— Мне это не нравится, — пробормотал Гунн.
Он чувствовал, что уже порядочно напился. Садиться за руль в таком состоянии было просто сумасшествием.
— Слушай, мне обратно уже не резон ехать. Я у тебя заночую? — спросил он, когда они вновь уселись перед телевизором.
— Не вопрос.
Слон отнес на кухню грязные тарелки и вернулся с пакетом сушек.
Он с хрустом разгрызал их одну за другой и вдруг сказал:
— Гунн, я все же хотел извиниться перед тобой. За Катьку. Я наш спор имею в виду. Честно, прости. Это был самый отстойный и тупейший прикол.
— Я и сам хорош. — Георгий вздохнул и добавил: — Лошадь сдохла.
— Какая лошадь? — не понял толстяк.
Он стряхнул крошки с бороды и пялился осовелыми глазами в экран, где начали передавать биатлон.
— Неважно, Вася. То есть Слон. Тьфу, Вася!..
Слон хихикнул, а Гунн сонно взглянул в окно.
— Можешь надо мной ржать, но я задницей чувствую, что за нами все время кто-то наблюдает, — сказал он, но Слон не слышал его.
Позвонила Мышонок, сообщила, что не приедет, и Слон немного расстроился. Когда виски и сушки закончились, он, пошатываясь, побрел на кухню за коматозным солнышком.
Гунн взял пульт, стал мотать каналы и остановился на очередном выпуске новостей. Худенькая ведущая напомнила зрителям, что маньяк, сбежавший несколько дней назад, до сих на свободе. Она сказала, что губернатор настоятельно призывает не выходить на улицу без особой надобности, сообщать обо всех подозрительных личностях.

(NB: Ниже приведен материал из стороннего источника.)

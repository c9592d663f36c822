use crate::types::StripeContext;
use serde::de::DeserializeOwned;
use serde::Deserialize;

/// Status and message of a rejected call are logged where they happen; only
/// the error code drives behavior upstream.
#[derive(Debug, Clone)]
pub enum Error {
    RequestFailed,
    Api { code: Option<String> },
}

impl Error {
    pub fn is_resource_missing(&self) -> bool {
        matches!(self, Self::Api { code: Some(code) } if code == "resource_missing")
    }
}

#[derive(Deserialize)]
struct ErrorBody {
    error: ErrorDetail,
}

#[derive(Deserialize)]
struct ErrorDetail {
    #[serde(default)]
    code: Option<String>,
    #[serde(default)]
    message: Option<String>,
}

pub async fn get<T: DeserializeOwned>(ctx: &StripeContext, path: &str) -> Result<T, Error> {
    let res = reqwest::Client::new()
        .get(format!("{}{}", ctx.api_endpoint, path))
        .bearer_auth(&ctx.secret_key)
        .send()
        .await
        .map_err(|err| {
            tracing::error!("Stripe GET {} failed: {}", path, err);
            Error::RequestFailed
        })?;

    read_response(res, path).await
}

pub async fn post_form<T: DeserializeOwned>(
    ctx: &StripeContext,
    path: &str,
    params: &[(String, String)],
    idempotency_key: Option<&str>,
) -> Result<T, Error> {
    let mut req = reqwest::Client::new()
        .post(format!("{}{}", ctx.api_endpoint, path))
        .bearer_auth(&ctx.secret_key)
        .form(params);

    if let Some(key) = idempotency_key {
        req = req.header("Idempotency-Key", key);
    }

    let res = req.send().await.map_err(|err| {
        tracing::error!("Stripe POST {} failed: {}", path, err);
        Error::RequestFailed
    })?;

    read_response(res, path).await
}

async fn read_response<T: DeserializeOwned>(
    res: reqwest::Response,
    path: &str,
) -> Result<T, Error> {
    let status = res.status();

    if !status.is_success() {
        let (code, message) = match res.json::<ErrorBody>().await {
            Ok(body) => (body.error.code, body.error.message),
            Err(_) => (None, None),
        };
        tracing::error!(
            "Stripe {} returned {}: code={:?} message={:?}",
            path,
            status,
            code,
            message
        );
        return Err(Error::Api { code });
    }

    res.json::<T>().await.map_err(|err| {
        tracing::error!("Failed to deserialize Stripe {} response: {}", path, err);
        Error::RequestFailed
    })
}

#[cfg(test)]
mod tests {
    use super::*;

    #[test]
    fn only_the_resource_missing_code_reads_as_missing() {
        let missing = Error::Api {
            code: Some("resource_missing".to_string()),
        };
        assert!(missing.is_resource_missing());

        let other = Error::Api {
            code: Some("card_declined".to_string()),
        };
        assert!(!other.is_resource_missing());

        assert!(!Error::Api { code: None }.is_resource_missing());
        assert!(!Error::RequestFailed.is_resource_missing());
    }
}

— Что, опять про психопата показывают? — спросил Слон и плюхнулся на диван, издавший возмущенный скрип под необъятной тушей.
Он поставил на стол ледяной графин с мутно-оранжевым самогоном.
— Вот ведь урод-то! — сквозь зубы проговорил Гунн, глядя на экран, где в тысячный раз демонстрировалась фотография Живодера.
— Ты еще всего не знаешь, — сказал Слон, икнув. — У меня знакомый на складе. Его брательник в ментовке работает. Он рассказал, что этот Малышев не просто замочил всех у егеря в избушке. Он головы поотрубал к чертовой матери. Мажора одного парализованного заставил крючки проглотить и таким макаром наружу кишки тащил на инвалидной коляске.
— Скорее бы его пристрелили, — сказал Гунн. — Как собаку бешеную.
— Как собаку, — машинально повторил Слон. — Ты что с тем парнем-то делать будешь?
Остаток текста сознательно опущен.